RE: [PATCH] add slice by 8 algorithm to crc32.c

From: Joakim Tjernlund
Date: Thu Aug 04 2011 - 07:54:23 EST


"Bob Pearson" <rpearson@xxxxxxxxxxxxxxxxxxxxx> wrote on 2011/08/02 23:14:39:
>
> Hi Joakim,
>
> Sorry to take so long to respond.

No problem but please insert you answers in correct context(like I did). This
makes it much easier to read and comment on.

>
> Here are some performance data collected from the original and modified
> crc32 algorithms.
> The following is a simple test loop that computes the time to compute 1000
> crc's over 4096 bytes of data aligned on an 8 byte boundary after warming
> the cache. You could make other measurements but this is sort of a best
> case.
>
> These measurements were made on a dual socket Nehalem 2.267 GHz system.

Measurements on your SPARC would be good too.

>
> #ifdef CONFIG_CRC32_PERFTEST
> #include <linux/time.h>
>
> static u8 __attribute__((__aligned__(8))) test_buf[4096];
>
> /* need to convince gcc to not optimize out all the crc calls as dead code
> */
> u32 crc;
>
> static int __init crc32_init(void)
> {
> int i;
> struct timespec start, stop;
> u64 nsec_le;
> u64 nsec_be;
>
> for (i = 0; i < 4096; i++)
> test_buf[i] = i;
>
> crc = crc32_le(0, test_buf, 4096);
> crc = crc32_le(crc, test_buf, 4096);
>
> getnstimeofday(&start);
> for (i = 0; i < 1000; i++)
> crc = crc32_le(crc, test_buf, 4096);
> getnstimeofday(&stop);
>
> nsec_le = stop.tv_nsec - start.tv_nsec +
> 1000000000 * (stop.tv_sec - start.tv_sec);
>
> crc = crc32_be(0, test_buf, 4096);
> crc = crc32_be(crc, test_buf, 4096);
>
> getnstimeofday(&start);
> for (i = 0; i < 1000; i++)
> crc = crc32_be(crc, test_buf, 4096);
> getnstimeofday(&stop);
>
> nsec_be = stop.tv_nsec - start.tv_nsec +
> 1000000000 * (stop.tv_sec - start.tv_sec);
>
> pr_info("crc32: nsec_le = %lld nsec_be = %lld\n", nsec_le, nsec_be);
>
> return 0;
> }
>
> module_init(crc32_init);
> #endif /* CONFIG_CRC32_PERFTEST */
>
> Here are the timings.
>
> CRC_?E_BITS crc_le(nsec) crc_be(nsec)
> orig crc32.c 8 5842712
> 5829793
>
> new crc32.c 64 2877530
> 2862515
> new crc32.c 32 5174400
> 5105816 (Equiv. to orig.
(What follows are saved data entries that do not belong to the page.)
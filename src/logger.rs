use anyhow::Result;
use log::LevelFilter;
use simple_logger::SimpleLogger;

pub fn init(level: LevelFilter) -> Result<()> {
    SimpleLogger::new().with_level(level).init()?;

    Ok(())
}
use sha2::{Digest, Sha256};
use std::{
    fs::File,
    io,
    path::Path,
};

pub struct Checksum {
    value: String,
}

impl Checksum {
    pub fn value(&self) -> &str {
        &self.value
    }

    pub fn create(mut file: &File) -> io::Result<Self> {
        let mut hasher = Sha256::new();
        let _ = io::copy(&mut file, &mut hasher)?;
        let hash = hasher.finalize();

        let encoded = hex::encode(hash);

        Ok(Checksum { value: encoded })
    }

    pub fn from_path(path: impl AsRef<Path>) -> io::Result<Self> {
        let file = File::open(path)?;
        Checksum::create(&file)
    }
}

#[cfg(test)]
mod tests {
    use super::*;
    use std::io::Write;
    use tempdir::TempDir;

    #[test]
    fn should_create_checksum() -> Result<(), Box<dyn std::error::Error>> {
        let dir = TempDir::new("checksum")?;

        let file_path = dir.path().join("test.txt");
        File::create(&file_path)?.write_all(b"Hello, world!")?;

        let file = File::open(&file_path)?;
        let checksum = Checksum::create(&file)?;

        assert_eq!(
            checksum.value(),
            "315f5bdb76d078c43b8ac0064e4a0164612b1fce77c869345bfc94c75894edd3"
        );

        dir.close()?;
        Ok(())
    }

    #[test]
    fn should_fail_for_a_missing_file() {
        assert!(Checksum::from_path("does/not/exist.tar.gz").is_err());
    }
}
BITS = 8)

I really can't wrap my head around why your 32 bits version is faster than the
current one. Especially as you say that 2D array is a little faster that 1D array.
The current impl. already uses a 2D array. Can you identify what makes you version
faster?

>
> Modify all 'i' loops from for (i = 0; i < foo; i++) { ... } to for (i = foo
> - 1; i >= 0; i--) { ... }

That should be (i = foo; i ; --i) { ... }

> + count down 64 2837860
> 3230438
>
> 2865727 3264033 (repeat)
> + count down 32 5177334
> 5070337
> Results seem ambiguous on Nehalem. Slight improvement in
> some cases. 12% worse in one case.
>
> Modify main loop to use pre-increment instead of post-increment.
> + pre-increment 64 2872502
> 2767601
> + pre-increment 32 5100579
> 5090453
> Small scale improvements for each case. Will add to next
> drop.
>
> Do both count down and pre increment
> + ct down + pre-inc 64 3329125
> 3367815
> + ct down + pre-inc 32 5065308
> 5089825
> Got significantly worse for 64 bit slightly better for
> 32.
>
> Separately I looked at the difference between 1D and 2D arrays and 1D arrays
> are a few % faster. The difference is that the loader computes the base
> address at compile time. In the 2D case you have to add an offset to a
> parameter that was passed in to the body routine which is a runtime
> addition.

I image the difference is even bigger on RISC archs like PowerPC and SPARC as
these may need 2 insns to load an address. A relocatable kernel would be even
worse I think.

>
> The first comment below relates to the behavior of gen_crc32table.c which
> always printed out 256x4 byte table entries at a time. The CRC32_?E_BITS = 2
> and 4 cases only read the first 4 and 16 table entries respectively so if
> you are trying to make a really small image you can save most of 1KB by
> shortening the table.

Surely this could be fixed without moving to 1D arrays?

>
> I think I just caused more confusion below. The point is that the two
> routines crc32_le and crc32_be take a byte string as argument which is
> invariant under big/little endian byte order and produce a u32 which is just
> an integer. All the byte swapping in the code is implementation detail and
> has no effect on the result. The caller should just do what you normally do
> with an integer when you use it in a network message e.g. call htonl or
> equivalent before putting it in a packet.
>
> Last point below. The existing code fails sparse with __CHECK_ENDIAN__.
> (There are several other sparse fails in lib as well BTW.) I cleaned up
> these warnings by forcing everything to u32.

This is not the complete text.